One feels the ice melting in Thoreau’s “Spring” as an analogy for the learning of language, human language, but also the language of nature, from a frozen state of the tongue, where speech is all body language, to the cacophony of the awakened spring day, the naturalist writing it all down. Beckett says, “In its first dumb form, language was gesture. If a man wanted to say ‘sea,’ he pointed to the sea…The root of any word whatsoever can be traced back to some pre-lingual symbol” (10-11). Thus Thoreau, wanting to say spring, or nature, points to Walden.
The reading reveals much of Thoreau’s general method of explicating nature, through metaphor, analogy, personification, pun: “Is not the hand [of man] a spreading palm leaf with its lobes and veins?” (287). And the function of Thoreau’s method, its purpose, is to show interconnections, not man removed from nature, but not even man in nature, but man of nature, which allows for the view that “our human life but dies down to its root, and still puts forth its green blade to eternity” (291).

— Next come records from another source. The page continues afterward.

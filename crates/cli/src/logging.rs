//! Logging subscriber initialisation.

use thiserror::Error;
use tracing_subscriber::{
    EnvFilter, Registry,
    layer::{Layer, SubscriberExt},
    util::{SubscriberInitExt, TryInitError},
};

use crate::config::logging::{LogFormat, LoggingConfig};

/// Logging setup errors
#[derive(Debug, Error)]
pub(crate) enum LoggingError {
    /// A global subscriber was already installed
    #[error("failed to install tracing subscriber: {0}")]
    Init(#[from] TryInitError),
}

/// Install the global subscriber. Logs go to stderr so tables on stdout stay clean.
pub(crate) fn init_subscriber(config: &LoggingConfig) -> Result<(), LoggingError> {
    match config.log_format {
        LogFormat::Compact => init_with_layer(
            config,
            tracing_subscriber::fmt::layer()
                .compact()
                .with_writer(std::io::stderr)
                .with_target(true),
        ),
        LogFormat::Json => init_with_layer(
            config,
            tracing_subscriber::fmt::layer()
                .json()
                .with_writer(std::io::stderr)
                .with_current_span(true)
                .with_target(true),
        ),
    }
}

fn build_env_filter(config: &LoggingConfig) -> EnvFilter {
    EnvFilter::try_new(&config.log_level).unwrap_or_else(|_err| EnvFilter::new("warn"))
}

fn init_with_layer<L>(config: &LoggingConfig, fmt_layer: L) -> Result<(), LoggingError>
where
    L: Layer<Registry> + Send + Sync + 'static,
{
    tracing_subscriber::registry()
        .with(fmt_layer)
        .with(build_env_filter(config))
        .try_init()?;

    Ok(())
}
//! In-memory storage backend

use std::sync::Mutex;

use rustc_hash::FxHashMap;

use super::{Storage, StorageError};

/// Process-local storage, optionally limited to a byte quota.
///
/// The quota counts key and value bytes of every stored document, the same way
/// browser local storage accounts for its limit.
#[derive(Debug, Default)]
pub struct MemoryStorage {
    documents: Mutex<FxHashMap<String, String>>,
    quota: Option<usize>,
}

impl MemoryStorage {
    /// Create an unbounded in-memory store.
    pub fn new() -> Self {
        Self::default()
    }

    /// Create an in-memory store that rejects writes beyond `quota` bytes.
    pub fn with_quota(quota: usize) -> Self {
        Self {
            documents: Mutex::default(),
            quota: Some(quota),
        }
    }
}

impl Storage for MemoryStorage {
    fn get_item(&self, key: &str) -> Result<Option<String>, StorageError> {
        let documents = self
            .documents
            .lock()
            .map_err(|_poisoned| StorageError::Unavailable)?;

        Ok(documents.get(key).cloned())
    }

    fn set_item(&self, key: &str, value: &str) -> Result<(), StorageError> {
        let mut documents = self
            .documents
            .lock()
            .map_err(|_poisoned| StorageError::Unavailable)?;

        if let Some(quota) = self.quota {
            let others: usize = documents
                .iter()
                .filter(|(existing, _)| existing.as_str() != key)
                .map(|(existing, document)| existing.len() + document.len())
                .sum();

            let required = others + key.len() + value.len();

            if required > quota {
                return Err(StorageError::QuotaExceeded {
                    key: key.to_string(),
                    required,
                    quota,
                });
            }
        }

        documents.insert(key.to_string(), value.to_string());

        Ok(())
    }
}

This is why “There is nothing inorganic” (288), and why “We can never have enough of Nature” (297). Thoreau can trace everything back to nature because everything is nature, everything comes from nature: “The root of any word….” Recall McKibben’s questions in his introduction: “How much is enough? And How do I know what I want?” (xi). The ambiguity, if any remains, is nature’s, not Thoreau’s.
Related:
Thoreau, Henry David. Walden. 1854. Boston: Beacon Press, July 15, 2004 [Introduction and Annotations by Bill McKibben].